Courts rarely grant motions for reconsideration, but the U.S. Bankruptcy Court for the District of Delaware did just that in the context of fee-shifting sanctions in In re NNN 400 Capital Center 16, LLC.[1] While the court ultimately upheld the sanctions, it provided a thorough analysis of a court’s ability to shift fees.
Preliminarily, the court expressed concern regarding the accuracy of disclosures made by plaintiffs’ counsel, Rubin & Rubin (“the Rubins”). At the court’s behest, the defendants in the underlying action filed a motion for an order to show cause. Following the full briefing on the show-cause motion and a hearing, the court sanctioned the Rubins — shifting the defendants’ attorneys’ fees and costs in bringing the show-cause motion onto the Rubins pursuant to the court’s inherent authority. Subsequently, the Rubins moved for the court to reconsider its order imposing the fee-shifting sanction.[2] The Rubins’ co-counsel, Cozen O’Connor, moved separately for the court to reconsider its order to the extent it denied Cozen’s fees related to defending against the show-cause motion.
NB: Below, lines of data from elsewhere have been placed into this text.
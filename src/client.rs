//! Retry orchestration over the proxy pool.
//!
//! [`RetryClient`] wraps one logical request in a loop over the pool: on
//! failure it classifies the error, deactivates the offending client,
//! waits out a backoff delay and retries on the next client, giving up
//! once the budget (the active count at call start) is exhausted.

use std::future::Future;
use std::sync::{Arc, Mutex, MutexGuard};
use std::time::{Duration, Instant, SystemTime};

use rand::rngs::StdRng;
use rand::SeedableRng;
use reqwest::header::{HeaderMap, HeaderValue, ACCEPT};
use reqwest::{Client, StatusCode};
use tokio_util::sync::CancellationToken;

use async_trait::async_trait;

use crate::backoff;
use crate::error::{CrawlError, FailureKind, Result};
use crate::events::{CrawlObserver, RequestKind, RequestLogEntry, RequestStatus};
use crate::gateway::{HttpGateway, RawResponse};
use crate::proxy::ProxyPool;
use crate::stealth;

/// Retry-aware HTTP client rotating over the proxy pool.
pub struct RetryClient {
    pool: Arc<ProxyPool>,
    observer: Arc<dyn CrawlObserver>,
    rng: Mutex<StdRng>,
}

impl RetryClient {
    /// Creates a client with an entropy-seeded random source.
    pub fn new(pool: Arc<ProxyPool>, observer: Arc<dyn CrawlObserver>) -> Self {
        Self::with_rng(pool, observer, StdRng::from_entropy())
    }

    /// Creates a client with a caller-supplied random source.
    ///
    /// A seeded generator makes header and jitter choices reproducible.
    pub fn with_rng(pool: Arc<ProxyPool>, observer: Arc<dyn CrawlObserver>, rng: StdRng) -> Self {
        Self {
            pool,
            observer,
            rng: Mutex::new(rng),
        }
    }

    fn rng(&self) -> MutexGuard<'_, StdRng> {
        self.rng.lock().unwrap_or_else(|e| e.into_inner())
    }

    fn log(
        &self,
        url: &str,
        kind: RequestKind,
        status: RequestStatus,
        detail: String,
        started: Instant,
        timestamp: SystemTime,
    ) {
        self.observer.on_request_log(&RequestLogEntry {
            url: url.to_string(),
            kind,
            status,
            detail,
            timestamp,
            duration: started.elapsed(),
        });
    }

    /// Sleeps for `delay`, aborting immediately on cancellation.
    async fn wait(
        &self,
        delay: Duration,
        url: &str,
        kind: RequestKind,
        cancel: &CancellationToken,
    ) -> Result<()> {
        tokio::select! {
            _ = cancel.cancelled() => {
                self.log(
                    url,
                    kind,
                    RequestStatus::Cancelled,
                    "cancelled while delaying".to_string(),
                    Instant::now(),
                    SystemTime::now(),
                );
                Err(CrawlError::Cancelled)
            }
            _ = tokio::time::sleep(delay) => Ok(()),
        }
    }

    /// Runs `action` with up to `active_count()` clients.
    ///
    /// The budget is read once at call start. Every attempt gets a freshly
    /// composed anti-detection header set. A blocked classification adds a
    /// cool-down on top of the generic backoff; a malformed payload is
    /// surfaced immediately without burning further clients.
    pub async fn execute_with_retry<T, F, Fut>(
        &self,
        url: &str,
        kind: RequestKind,
        cancel: &CancellationToken,
        action: F,
    ) -> Result<T>
    where
        T: Send,
        F: Fn(Client, HeaderMap) -> Fut + Send + Sync,
        Fut: Future<Output = Result<T>> + Send,
    {
        let budget = self.pool.active_count();

        for attempt in 0..budget {
            let started = Instant::now();
            let timestamp = SystemTime::now();

            if cancel.is_cancelled() {
                self.log(
                    url,
                    kind,
                    RequestStatus::Cancelled,
                    "caller cancelled".to_string(),
                    started,
                    timestamp,
                );
                return Err(CrawlError::Cancelled);
            }

            if attempt > 0 {
                let delay = {
                    let mut rng = self.rng();
                    backoff::retry_delay(attempt as u32, &mut *rng)
                };
                self.log(
                    url,
                    kind,
                    RequestStatus::Delaying,
                    format!("waiting {}ms before retry {}", delay.as_millis(), attempt + 1),
                    started,
                    timestamp,
                );
                self.wait(delay, url, kind, cancel).await?;
            }

            let handle = self.pool.acquire()?;
            self.log(
                url,
                kind,
                RequestStatus::Pending,
                format!("attempt {}/{} via {}", attempt + 1, budget, handle.proxy),
                started,
                timestamp,
            );

            let headers = {
                let mut rng = self.rng();
                stealth::compose(url, &mut *rng)
            };

            match action(handle.client.clone(), headers).await {
                Ok(value) => {
                    self.log(
                        url,
                        kind,
                        RequestStatus::Success,
                        format!("completed on attempt {}", attempt + 1),
                        started,
                        timestamp,
                    );
                    return Ok(value);
                }
                Err(CrawlError::Cancelled) => {
                    self.log(
                        url,
                        kind,
                        RequestStatus::Cancelled,
                        "caller cancelled".to_string(),
                        started,
                        timestamp,
                    );
                    return Err(CrawlError::Cancelled);
                }
                Err(CrawlError::MalformedPayload(message)) => {
                    return Err(CrawlError::MalformedPayload(message));
                }
                Err(CrawlError::Classified { kind: failure, message }) => {
                    self.pool.deactivate(&handle);
                    self.log(
                        url,
                        kind,
                        RequestStatus::Failed,
                        format!("attempt {}: {} - {}", attempt + 1, failure, message),
                        started,
                        timestamp,
                    );
                    self.cool_down_if_blocked(failure, attempt, budget, url, kind, cancel)
                        .await?;
                }
                Err(CrawlError::Http(e)) if e.is_timeout() => {
                    self.pool.deactivate(&handle);
                    self.log(
                        url,
                        kind,
                        RequestStatus::Timeout,
                        format!("attempt {}: {}", attempt + 1, e),
                        started,
                        timestamp,
                    );
                    if attempt + 1 < budget {
                        let delay = {
                            let mut rng = self.rng();
                            backoff::timeout_delay(attempt as u32, &mut *rng)
                        };
                        self.wait(delay, url, kind, cancel).await?;
                    }
                }
                Err(CrawlError::Http(e)) => {
                    self.pool.deactivate(&handle);
                    let failure = FailureKind::classify(&e.to_string());
                    self.log(
                        url,
                        kind,
                        RequestStatus::Failed,
                        format!("attempt {}: {} - {}", attempt + 1, failure, e),
                        started,
                        timestamp,
                    );
                    self.cool_down_if_blocked(failure, attempt, budget, url, kind, cancel)
                        .await?;
                }
                Err(other) => {
                    self.pool.deactivate(&handle);
                    self.log(
                        url,
                        kind,
                        RequestStatus::Error,
                        format!("attempt {}: unexpected - {}", attempt + 1, other),
                        started,
                        timestamp,
                    );
                }
            }
        }

        self.log(
            url,
            kind,
            RequestStatus::Failed,
            format!("all {} proxies exhausted", budget),
            Instant::now(),
            SystemTime::now(),
        );
        Err(CrawlError::AllProxiesFailed {
            url: url.to_string(),
        })
    }

    async fn cool_down_if_blocked(
        &self,
        failure: FailureKind,
        attempt: usize,
        budget: usize,
        url: &str,
        kind: RequestKind,
        cancel: &CancellationToken,
    ) -> Result<()> {
        if failure == FailureKind::Blocked && attempt + 1 < budget {
            let delay = {
                let mut rng = self.rng();
                backoff::blocked_delay(attempt as u32, &mut *rng)
            };
            self.log(
                url,
                kind,
                RequestStatus::Delaying,
                format!("cooling down {}ms after block", delay.as_millis()),
                Instant::now(),
                SystemTime::now(),
            );
            self.wait(delay, url, kind, cancel).await?;
        }
        Ok(())
    }

    fn gate_check(status: StatusCode) -> Result<()> {
        if let Some(kind) = FailureKind::from_gating_status(status.as_u16()) {
            return Err(CrawlError::Classified {
                kind,
                message: status.to_string(),
            });
        }
        Ok(())
    }

    fn success_check(status: StatusCode) -> Result<()> {
        if !status.is_success() {
            let message = format!("unexpected status {}", status);
            return Err(CrawlError::Classified {
                kind: FailureKind::classify(&message),
                message,
            });
        }
        Ok(())
    }
}

#[async_trait]
impl HttpGateway for RetryClient {
    async fn fetch_text(&self, url: &str, cancel: &CancellationToken) -> Result<String> {
        self.execute_with_retry(url, RequestKind::GetHtml, cancel, |client, headers| {
            let url = url.to_string();
            async move {
                let response = client.get(&url).headers(headers).send().await?;
                Self::gate_check(response.status())?;
                Self::success_check(response.status())?;
                Ok(response.text().await?)
            }
        })
        .await
    }

    async fn fetch_json(
        &self,
        url: &str,
        cancel: &CancellationToken,
    ) -> Result<serde_json::Value> {
        let body = self
            .execute_with_retry(url, RequestKind::GetJson, cancel, |client, mut headers| {
                let url = url.to_string();
                headers.insert(
                    ACCEPT,
                    HeaderValue::from_static("application/json, text/plain, */*"),
                );
                async move {
                    let response = client.get(&url).headers(headers).send().await?;
                    Self::gate_check(response.status())?;
                    Self::success_check(response.status())?;
                    Ok(response.text().await?)
                }
            })
            .await?;

        serde_json::from_str(&body).map_err(|e| CrawlError::MalformedPayload(e.to_string()))
    }

    async fn post_form(
        &self,
        url: &str,
        fields: &[(&str, String)],
        cancel: &CancellationToken,
    ) -> Result<RawResponse> {
        let form: Vec<(String, String)> = fields
            .iter()
            .map(|(key, value)| (key.to_string(), value.clone()))
            .collect();

        self.execute_with_retry(url, RequestKind::Post, cancel, move |client, headers| {
            let url = url.to_string();
            let form = form.clone();
            async move {
                let response = client.post(&url).headers(headers).form(&form).send().await?;
                Self::gate_check(response.status())?;
                let status = response.status().as_u16();
                let body = response.text().await?;
                Ok(RawResponse { status, body })
            }
        })
        .await
    }
}
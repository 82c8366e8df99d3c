//! Inter-attempt delay formulas for the retry loop.
//!
//! Three distinct schedules: the generic exponential backoff, a much larger
//! cool-down after a blocked classification, and a moderate delay after a
//! request timeout. The blocked and generic formulas intentionally stay
//! separate even though their jitter ranges overlap.

use std::time::Duration;

use rand::Rng;

/// Base delay of the exponential schedule, in milliseconds.
pub const BASE_DELAY_MS: u64 = 1000;
/// Growth factor of the exponential schedule.
pub const GROWTH_FACTOR: f64 = 1.5;
/// Cap on the deterministic component, in milliseconds.
pub const MAX_BASE_DELAY_MS: u64 = 10_000;

/// Generic retry delay: `min(1000 * 1.5^attempt, 10000) + U[500, 2000)` ms.
pub fn retry_delay<R: Rng + ?Sized>(attempt: u32, rng: &mut R) -> Duration {
    let base = deterministic_delay(attempt);
    Duration::from_millis(base + rng.gen_range(500..2000))
}

/// Cool-down after an IP-block signal: `5000 + attempt*2000 + U[1000, 5000)` ms.
pub fn blocked_delay<R: Rng + ?Sized>(attempt: u32, rng: &mut R) -> Duration {
    let base = 5000 + u64::from(attempt) * 2000;
    Duration::from_millis(base + rng.gen_range(1000..5000))
}

/// Delay after a request timeout: `2000 + attempt*1000 + U[500, 2000)` ms.
pub fn timeout_delay<R: Rng + ?Sized>(attempt: u32, rng: &mut R) -> Duration {
    let base = 2000 + u64::from(attempt) * 1000;
    Duration::from_millis(base + rng.gen_range(500..2000))
}

/// Deterministic component of the generic schedule.
pub fn deterministic_delay(attempt: u32) -> u64 {
    let raw = (BASE_DELAY_MS as f64) * GROWTH_FACTOR.powi(attempt as i32);
    (raw as u64).min(MAX_BASE_DELAY_MS)
}
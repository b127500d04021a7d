//! Wire types for the directory API
//!
//! These mirror the JSONPlaceholder-shaped payloads. `Post::comments` is not
//! part of the server response; it is filled in client-side by the enrichment
//! operation and defaults to empty when decoding.

use serde::{Deserialize, Serialize};

/// A directory user. Created server-side; read-only to this system.
#[derive(Clone, Debug, PartialEq, Eq, Serialize, Deserialize)]
pub struct User {
    /// Server-assigned identifier
    pub id: u64,
    /// Full display name
    pub name: String,
    /// Login-style handle
    pub username: String,
    /// Contact email
    pub email: String,
    /// Contact phone number
    pub phone: String,
    /// Personal website
    pub website: String,
}

/// A post authored by a user, optionally enriched with its comments.
#[derive(Clone, Debug, PartialEq, Eq, Serialize, Deserialize)]
pub struct Post {
    /// Server-assigned identifier
    pub id: u64,
    /// Post title
    pub title: String,
    /// Post body text
    pub body: String,
    /// Comments fetched separately; empty until enriched
    #[serde(default)]
    pub comments: Vec<Comment>,
}

/// A comment on a post.
#[derive(Clone, Debug, PartialEq, Eq, Serialize, Deserialize)]
pub struct Comment {
    /// Server-assigned identifier
    pub id: u64,
    /// Commenter's display name
    pub name: String,
    /// Comment body text
    pub body: String,
}

/// A todo item belonging to a user.
#[derive(Clone, Debug, PartialEq, Eq, Serialize, Deserialize)]
#[serde(rename_all = "camelCase")]
pub struct Todo {
    /// Server-assigned identifier
    pub id: u64,
    /// Owning user
    pub user_id: u64,
    /// Todo title
    pub title: String,
    /// Completion flag
    pub completed: bool,
}

/// Creation payload for a new todo. The server assigns the id.
#[derive(Clone, Debug, PartialEq, Eq, Serialize, Deserialize)]
#[serde(rename_all = "camelCase")]
pub struct NewTodo {
    /// Owning user
    pub user_id: u64,
    /// Todo title
    pub title: String,
    /// Completion flag
    pub completed: bool,
}

/// Sort todos by descending id, in place.
///
/// The single comparator shared by the fetch operation and the merge
/// performed after a creation. The sort is stable, so equal ids keep their
/// produced order.
pub fn sort_by_id_desc(todos: &mut [Todo]) {
    todos.sort_by(|a, b| b.id.cmp(&a.id));
}
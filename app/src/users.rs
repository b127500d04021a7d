//! Users slice: the user list and its load lifecycle
//!
//! Users are loaded once at startup and never mutated, cleared, or refetched
//! afterwards.

use userboard_client::User;
use userboard_core::{AsyncState, Effect, Phase, Reducer, SmallVec, smallvec};

use crate::environment::AppEnvironment;

/// State of the users slice
#[derive(Clone, Debug, Default, PartialEq, Eq)]
pub struct UsersState {
    /// The user list with its loading/error triple
    pub users: AsyncState<Vec<User>>,
}

/// Actions processed by the users slice
#[derive(Clone, Debug)]
pub enum UsersAction {
    /// Trigger: fetch all users
    Load,
    /// Feedback: the fetch fulfilled
    Loaded(Vec<User>),
    /// Feedback: the fetch rejected with a normalized message
    LoadFailed(String),
}

/// Reducer for the users slice
#[derive(Clone, Debug, Default)]
pub struct UsersReducer;

impl UsersReducer {
    /// Creates a new `UsersReducer`
    #[must_use]
    pub const fn new() -> Self {
        Self
    }
}

impl Reducer for UsersReducer {
    type State = UsersState;
    type Action = UsersAction;
    type Environment = AppEnvironment;

    fn reduce(
        &self,
        state: &mut Self::State,
        action: Self::Action,
        env: &Self::Environment,
    ) -> SmallVec<[Effect<Self::Action>; 4]> {
        match action {
            UsersAction::Load => {
                state.users.apply(Phase::Pending);

                let api = env.api.clone();
                smallvec![Effect::future(async move {
                    Some(match api.list_users().await {
                        Ok(users) => UsersAction::Loaded(users),
                        Err(error) => UsersAction::LoadFailed(error.to_string()),
                    })
                })]
            },
            UsersAction::Loaded(users) => {
                state.users.apply(Phase::Fulfilled(users));
                SmallVec::new()
            },
            UsersAction::LoadFailed(message) => {
                state.users.apply(Phase::Rejected(message));
                SmallVec::new()
            },
        }
    }
}

#[cfg(test)]
mod tests {
    use super::*;
    use std::sync::Arc;
    use userboard_testing::mocks::StubApi;
    use userboard_testing::{ReducerTest, assertions};

    fn test_env() -> AppEnvironment {
        AppEnvironment::new(Arc::new(StubApi::new()))
    }

    fn user(id: u64, name: &str) -> User {
        User {
            id,
            name: name.to_string(),
            username: name.to_lowercase(),
            email: format!("{name}@example.com"),
            phone: "555-0100".to_string(),
            website: "example.com".to_string(),
        }
    }

    #[test]
    fn load_marks_pending_and_describes_the_fetch() {
        ReducerTest::new(UsersReducer::new())
            .with_env(test_env())
            .given_state(UsersState {
                users: AsyncState {
                    error: Some("stale".to_string()),
                    ..AsyncState::default()
                },
            })
            .when_action(UsersAction::Load)
            .then_state(|state| {
                assert!(state.users.loading);
                assert_eq!(state.users.error, None);
            })
            .then_effects(assertions::assert_has_future_effect)
            .run();
    }

    #[test]
    fn loaded_settles_with_exact_shape() {
        let ann = user(1, "Ann");
        let expected = ann.clone();

        ReducerTest::new(UsersReducer::new())
            .with_env(test_env())
            .given_state(UsersState {
                users: AsyncState {
                    loading: true,
                    ..AsyncState::default()
                },
            })
            .when_action(UsersAction::Loaded(vec![ann]))
            .then_state(move |state| {
                assert!(!state.users.loading);
                assert_eq!(state.users.error, None);
                assert_eq!(state.users.data, vec![expected.clone()]);
            })
            .then_effects(assertions::assert_no_effects)
            .run();
    }

    #[test]
    fn load_failed_records_the_message() {
        ReducerTest::new(UsersReducer::new())
            .with_env(test_env())
            .given_state(UsersState {
                users: AsyncState {
                    loading: true,
                    ..AsyncState::default()
                },
            })
            .when_action(UsersAction::LoadFailed("Request failed: refused".to_string()))
            .then_state(|state| {
                assert!(!state.users.loading);
                assert_eq!(
                    state.users.error.as_deref(),
                    Some("Request failed: refused")
                );
                assert!(state.users.data.is_empty());
            })
            .then_effects(assertions::assert_no_effects)
            .run();
    }
}
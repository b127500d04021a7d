//! Userboard binary
//!
//! Composition root: builds the environment and store, loads the user list
//! once at startup, then serves the interactive user list until quit.

use std::time::Duration;

use tracing_subscriber::{layer::SubscriberExt, util::SubscriberInitExt};
use userboard::dialog::{ConsoleDialogs, read_line};
use userboard::flows::{view_posts, view_todos};
use userboard::users::UsersAction;
use userboard::{AppAction, AppEnvironment, AppState, app_reducer};
use userboard_client::User;
use userboard_runtime::Store;

#[tokio::main]
async fn main() -> anyhow::Result<()> {
    tracing_subscriber::registry()
        .with(
            tracing_subscriber::EnvFilter::try_from_default_env()
                .unwrap_or_else(|_| "userboard=info,userboard_runtime=warn".into()),
        )
        .with(tracing_subscriber::fmt::layer())
        .init();

    // Composition root: the store is owned here and lent to the flows
    let env = AppEnvironment::production();
    let store = Store::new(AppState::default(), app_reducer(), env);
    let dialogs = ConsoleDialogs::new();

    println!("Loading users...");
    let settled = store
        .send_and_wait_for(
            AppAction::Users(UsersAction::Load),
            |action| {
                matches!(
                    action,
                    AppAction::Users(UsersAction::Loaded(_) | UsersAction::LoadFailed(_))
                )
            },
            Duration::from_secs(30),
        )
        .await?;

    // Consume the payload from the terminal action; the broadcast arrives
    // before the feedback reduce, so store state may not be settled yet
    let users = match settled {
        AppAction::Users(UsersAction::Loaded(users)) => users,
        AppAction::Users(UsersAction::LoadFailed(message)) => {
            println!("Error: {message}");
            Vec::new()
        },
        _ => Vec::new(),
    };

    loop {
        render_users(&users);
        if users.is_empty() {
            break;
        }

        println!("\nPick: <number> p (posts) | <number> t (todos) | q (quit)");
        let input = read_line().await;
        if input.eq_ignore_ascii_case("q") {
            break;
        }

        match parse_choice(&input, &users) {
            Some((user, Inspect::Posts)) => view_posts(&store, &dialogs, &user).await?,
            Some((user, Inspect::Todos)) => view_todos(&store, &dialogs, &user).await?,
            None => println!("Didn't understand {input:?}"),
        }
    }

    store.shutdown(Duration::from_secs(5)).await?;
    Ok(())
}

enum Inspect {
    Posts,
    Todos,
}

fn render_users(users: &[User]) {
    println!("\n=== Users ===");
    if users.is_empty() {
        println!("(no users)");
        return;
    }
    for (index, user) in users.iter().enumerate() {
        println!(
            "{:>3}. {} (@{}) | {} | {} | {}",
            index + 1,
            user.name,
            user.username,
            user.email,
            user.phone,
            user.website
        );
    }
}

fn parse_choice(input: &str, users: &[User]) -> Option<(User, Inspect)> {
    let mut parts = input.split_whitespace();
    let number: usize = parts.next()?.parse().ok()?;
    let action = match parts.next()? {
        "p" | "P" => Inspect::Posts,
        "t" | "T" => Inspect::Todos,
        _ => return None,
    };
    let user = users.get(number.checked_sub(1)?)?.clone();
    Some((user, action))
}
The court first considered the Rubins’ motion. The Rubins asserted that, according to the Supreme Court’s decision in Chambers v. Nasco Inc., only three exceptions to the American Rule of attorneys’ fees exist: (1) the common fund exception, in which the party’s litigation effort benefited others; (2) willful disobedience of a court order; and (3) where the party acted in bad faith, vexatiously, wantonly or for oppressive reasons.[3] Because the court did not find that the Rubins had acted in bad faith, the court determined that it could not shift fees onto them based on its inherent power. The court agreed that it had not made a finding of bad faith, so it granted the motion to correct the error of law.
Nevertheless, the court found that it could impose sanctions pursuant to § 105 of the Bankruptcy Code and Bankruptcy Rule 9011 — neither of which require a finding of bad faith. Section 105 provides that a court “may issue any order, process or judgment that is necessary to carry out the provisions of this title.”[4] Additionally, Bankruptcy Rule 9011 allows a court to sanction attorneys, including by shifting fees, if the court finds “objectively unreasonable conduct.”[5] Material factual omissions are considered sanctionable under Rule 9011.[6] The court concluded that the Rubins’ conduct, which was determined to be at least negligent in the previous order, was objectively unreasonable and ultimately allowed the sanctions under Rule 9011.
The Rubins argued two additional points: that the imposition of the attorneys’ fees violated their right to due process because they were unaware that the court was considering fee-shifting, and that the fees imposed were unreasonable. The court quickly concluded that the Rubins were afforded due process, as they were continuously on notice of the possibility of fee-shifting from the time the court suggested that the defendants file the show-cause motion. The defendants’ motion expressly requested that the court shift fees, and that motion was later fully briefed and orally argued, leaving no possibility that the Rubins were not on notice. As to the reasonableness of the fees, the court agreed with the Rubins that $238,000 billed by three law firms for 30 pages of briefing and 90 minutes of oral argument was unreasonable. The court emphasized that the purpose of fee-shifting is to deter abuse of the bankruptcy system, not to fully compensate the opponent.
The court then turned to Cozen’s motion, which sought reconsideration of the court’s sanction denying Cozen any fees for defending against the show-cause motion. The court granted this motion to prevent manifest injustice and explained that its order was not intended to sanction Cozen. Instead, the court clarified that it will consider the appropriateness of Cozen’s asserted fees when the fees related to the defense of the Rubins’ disclosure violation are requested.
Motions to reconsider, while not often successful, provide a court with an opportunity to expand or correct its analysis. Here, the decision clarifies and reaffirms a court’s ability to award fee-shifting sanctions.
[1] No. 16-12728 (JTD) (Bankr. D. Del. Oct. 9, 2019).
[2] Federal Rule of Civil Procedure 59, expressly incorporated by Bankruptcy Rule 9023, provides for the amending of an order when (1) an intervening change in controlling law exists, (2) new evidence is available, or (3) the court needs to correct a clear error of law or to prevent manifest injustice. See Max’s Seafood Café v. Quinteros, 176 F.3d 669, 677 (3d Cir. 1999). Motions for reconsideration are not to be used as an avenue to relitigate existing facts or law, and courts are cautioned against granting such motions frequently. See White v. New Century TRS Holdings Inc. (In re New Century Holdings Inc.), 502 B.R. 416, 421 (Bankr. D. Del. 2013).
[3] 501 U.S. 32, 45–46 (1991).
[4] 11 U.S.C. § 105(a).
[5] Fellheimer, Eichen & Braverman P.C. v. Charter Technologies Inc., 57 F.3d 1215, 1225 (3d Cir. 1995).
[6] In re Palumbo Family P’ship, 182 B.R. 447, 475 (Bankr. E.D. Va. 1995).